• INSTRUCTIONS TO FOLLOW: How many lines of the data hold the word "Clone"? State the number and nothing else.

• RECORDS SUPPLIED:
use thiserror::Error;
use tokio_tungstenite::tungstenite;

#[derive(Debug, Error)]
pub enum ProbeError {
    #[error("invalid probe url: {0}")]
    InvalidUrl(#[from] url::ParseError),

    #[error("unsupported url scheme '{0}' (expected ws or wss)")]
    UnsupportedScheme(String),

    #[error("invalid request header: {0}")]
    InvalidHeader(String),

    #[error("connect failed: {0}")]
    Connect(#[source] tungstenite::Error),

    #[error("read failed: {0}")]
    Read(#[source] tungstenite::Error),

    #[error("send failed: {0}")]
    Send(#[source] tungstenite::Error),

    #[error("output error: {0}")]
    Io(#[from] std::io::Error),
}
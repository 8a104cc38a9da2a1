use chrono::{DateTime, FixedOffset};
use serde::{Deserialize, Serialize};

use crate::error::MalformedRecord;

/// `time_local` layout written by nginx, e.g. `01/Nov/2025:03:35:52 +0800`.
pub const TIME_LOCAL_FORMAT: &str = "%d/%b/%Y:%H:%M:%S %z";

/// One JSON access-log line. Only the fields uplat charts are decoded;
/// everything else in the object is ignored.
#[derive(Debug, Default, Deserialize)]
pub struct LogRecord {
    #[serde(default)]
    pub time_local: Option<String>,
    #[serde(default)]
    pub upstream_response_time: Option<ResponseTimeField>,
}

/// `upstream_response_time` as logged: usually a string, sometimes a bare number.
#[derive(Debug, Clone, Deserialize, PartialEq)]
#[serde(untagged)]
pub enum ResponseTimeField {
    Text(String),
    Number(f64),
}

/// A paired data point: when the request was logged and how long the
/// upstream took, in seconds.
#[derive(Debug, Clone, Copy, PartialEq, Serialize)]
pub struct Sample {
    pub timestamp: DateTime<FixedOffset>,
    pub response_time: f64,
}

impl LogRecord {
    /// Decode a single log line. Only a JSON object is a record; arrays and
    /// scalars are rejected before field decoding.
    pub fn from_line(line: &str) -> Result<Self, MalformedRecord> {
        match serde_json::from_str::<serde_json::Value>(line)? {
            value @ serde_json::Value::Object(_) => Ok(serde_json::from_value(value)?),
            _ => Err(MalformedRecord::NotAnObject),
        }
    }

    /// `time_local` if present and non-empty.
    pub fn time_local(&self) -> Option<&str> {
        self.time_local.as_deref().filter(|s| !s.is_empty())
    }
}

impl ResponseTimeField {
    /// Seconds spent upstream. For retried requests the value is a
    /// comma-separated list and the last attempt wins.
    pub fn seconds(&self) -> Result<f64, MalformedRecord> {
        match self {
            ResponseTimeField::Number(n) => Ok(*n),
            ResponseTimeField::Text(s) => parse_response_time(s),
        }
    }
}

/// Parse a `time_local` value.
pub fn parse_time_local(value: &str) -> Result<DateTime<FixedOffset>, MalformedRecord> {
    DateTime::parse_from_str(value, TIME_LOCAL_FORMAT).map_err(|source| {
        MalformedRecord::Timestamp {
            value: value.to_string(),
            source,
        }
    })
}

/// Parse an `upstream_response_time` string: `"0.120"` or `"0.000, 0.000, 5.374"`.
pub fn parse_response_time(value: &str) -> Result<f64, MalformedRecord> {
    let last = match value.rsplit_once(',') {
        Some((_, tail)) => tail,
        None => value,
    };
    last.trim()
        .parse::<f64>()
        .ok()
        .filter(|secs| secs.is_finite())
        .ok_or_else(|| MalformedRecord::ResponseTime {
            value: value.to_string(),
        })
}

• TASK RESPONSE: 2